London (Brussels Morning) Britain and the EU have edged closer to terms dictating fishing rights after Britain is scheduled to lose access to the bloc in eight days’ time.
While some concessions were made, more work remains as the 31 December deadline draws near.
After the transition period, Britain will no longer be able to access the single market, customs union or EU fishing waters unless a transition is agreed.
If there is a no-deal outcome, the country will have to trade with the Union on World Trade Organisation terms with likely import taxes that could have significant consequences for businesses and consumers back home.

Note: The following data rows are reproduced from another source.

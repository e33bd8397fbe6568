//! Promotion and relegation between adjacent divisions
//!
//! For each country and each division pair, the bottom `slots` of the upper
//! table (fewest points) go down and the top `slots` of the lower table go
//! up. Every pass ranks against the tables as they stood before any club
//! moved; a club picked by two passes ends where the later pass puts it.

use std::collections::BTreeSet;

use tracing::debug;

use crate::models::{league_name, Division, LeagueTableEntry, LeagueTables, Nationality};
use crate::state::WorldState;

/// Club names of a table ordered by points ascending (stable on table order)
fn by_points_ascending(table: &[LeagueTableEntry]) -> Vec<String> {
    let mut rows: Vec<&LeagueTableEntry> = table.iter().collect();
    rows.sort_by_key(|row| row.points);
    rows.into_iter().map(|row| row.club.clone()).collect()
}

fn by_points_descending(table: &[LeagueTableEntry]) -> Vec<String> {
    let mut rows: Vec<&LeagueTableEntry> = table.iter().collect();
    rows.sort_by(|a, b| b.points.cmp(&a.points));
    rows.into_iter().map(|row| row.club.clone()).collect()
}

/// A single club move decided by one pass
#[derive(Debug, Clone, PartialEq, Eq)]
pub struct DivisionMove {
    pub club: String,
    pub from: Division,
    pub to: Division,
}

/// Decide every move from a snapshot of the tables
pub fn plan_moves(countries: &BTreeSet<Nationality>, tables: &LeagueTables, slots: usize) -> Vec<DivisionMove> {
    let mut moves = Vec::new();
    for &country in countries {
        for upper in [Division::First, Division::Second] {
            let Some(lower) = upper.lower() else {
                continue;
            };
            if let Some(table) = tables.get(&league_name(country, upper)) {
                for club in by_points_ascending(table).into_iter().take(slots) {
                    moves.push(DivisionMove { club, from: upper, to: lower });
                }
            }
            if let Some(table) = tables.get(&league_name(country, lower)) {
                for club in by_points_descending(table).into_iter().take(slots) {
                    moves.push(DivisionMove { club, from: lower, to: upper });
                }
            }
        }
    }
    moves
}

/// Apply promotion/relegation and rebuild the (empty) tables
pub fn apply_promotion_relegation(world: &mut WorldState, slots: usize) -> Vec<DivisionMove> {
    let snapshot = world.leagues.clone();
    let countries: BTreeSet<Nationality> = world.clubs.iter().map(|c| c.country).collect();
    let moves = plan_moves(&countries, &snapshot, slots);

    for m in &moves {
        if let Some(club) = world.club_mut(&m.club) {
            club.division = m.to;
            debug!(club = %m.club, from = %m.from, to = %m.to, "Division change");
        }
    }
    world.regenerate_tables();
    moves
}

#[cfg(test)]
mod tests {
    use super::*;
    use crate::config::EngineConfig;
    use crate::generation::generate_world;
    use crate::models::Difficulty;
    use crate::random::GameRng;

    fn give_points(world: &mut WorldState) {
        // table order decides points: first club of each table has the most
        for rows in world.leagues.values_mut() {
            let n = rows.len() as u32;
            for (i, row) in rows.iter_mut().enumerate() {
                let wins = n - i as u32;
                row.wins = wins;
                row.played = wins;
                row.points = wins * 3;
            }
        }
    }

    #[test]
    fn test_three_up_three_down() {
        let config = EngineConfig::testing();
        let mut world = generate_world("Test", Difficulty::Normal, &config, &mut GameRng::seeded(121));
        give_points(&mut world);

        let spain_d1 = world.standings("Spain Division 1");
        let spain_d2 = world.standings("Spain Division 2");
        let relegated: Vec<String> = spain_d1.iter().rev().take(3).map(|r| r.club.clone()).collect();
        let promoted: Vec<String> = spain_d2.iter().take(3).map(|r| r.club.clone()).collect();

        apply_promotion_relegation(&mut world, 3);

        for club in &relegated {
            assert_eq!(world.club(club).unwrap().division, Division::Second);
        }
        for club in &promoted {
            assert_eq!(world.club(club).unwrap().division, Division::First);
        }
        for country in Nationality::ALL.iter().take(3) {
            for division in Division::ALL {
                let league = league_name(*country, division);
                let expected = if division == Division::Third { 6 } else { 10 };
                assert_eq!(world.leagues[&league].len(), expected, "{}", league);
            }
        }
        assert!(world.leagues.values().flatten().all(|r| r.points == 0));
    }

    #[test]
    fn test_moves_use_snapshot() {
        let mut tables = LeagueTables::new();
        let mk = |club: &str, points: u32| LeagueTableEntry { points, ..LeagueTableEntry::new(club) };
        tables.insert(
            "Spain Division 1".to_string(),
            vec![mk("A", 30), mk("B", 20), mk("C", 10)],
        );
        tables.insert(
            "Spain Division 2".to_string(),
            vec![mk("D", 5), mk("E", 50), mk("F", 40)],
        );
        let countries: BTreeSet<Nationality> = [Nationality::Spain].into_iter().collect();
        let moves = plan_moves(&countries, &tables, 1);

        assert!(moves.contains(&DivisionMove { club: "C".into(), from: Division::First, to: Division::Second }));
        assert!(moves.contains(&DivisionMove { club: "E".into(), from: Division::Second, to: Division::First }));
        assert!(moves.contains(&DivisionMove { club: "D".into(), from: Division::Second, to: Division::Third }));
        assert_eq!(moves.len(), 3);
    }
}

Several deadlines have already been pushed and while leaders have warned that a no-deal scenario is highly likely, neither side is willing to give up on a possible trade deal, having successfully negotiated a raft of other measures.
EU Brexit negotiator Michel Barnier provided an update yesterday, saying, the parties are in a “crucial moment” and the EU is giving a “final push” for a trade agreement.
“It seems we are crossing the line”, a source at the EU told Reuters.
The EU is unsatisfied with the size of its catch in British waters. The UK said it would allow the bloc access to 25% while terms on a transition and retaliation measures the EU could take to counter any premature reduction were still to be decided.
The term over which EU’s access to the marine territory diminishes is also up in the air — negotiations currently between three and six years, the latter deemed too long by Britain.
Negotiations have come at a difficult time, as the world grapples with a pandemic that has slowed progress on talks and as a new strain of virus emerges in the UK in the final and critical stages of the agreement.
Sovereignty has featured high in the current trade talks as was the key messaging at the heart of UK prime minister Boris Johnson’s 2016 Brexit campaign.
The conservative party leader and European Commission President Ursula von der Leyen spoke on a call Monday as talks continue.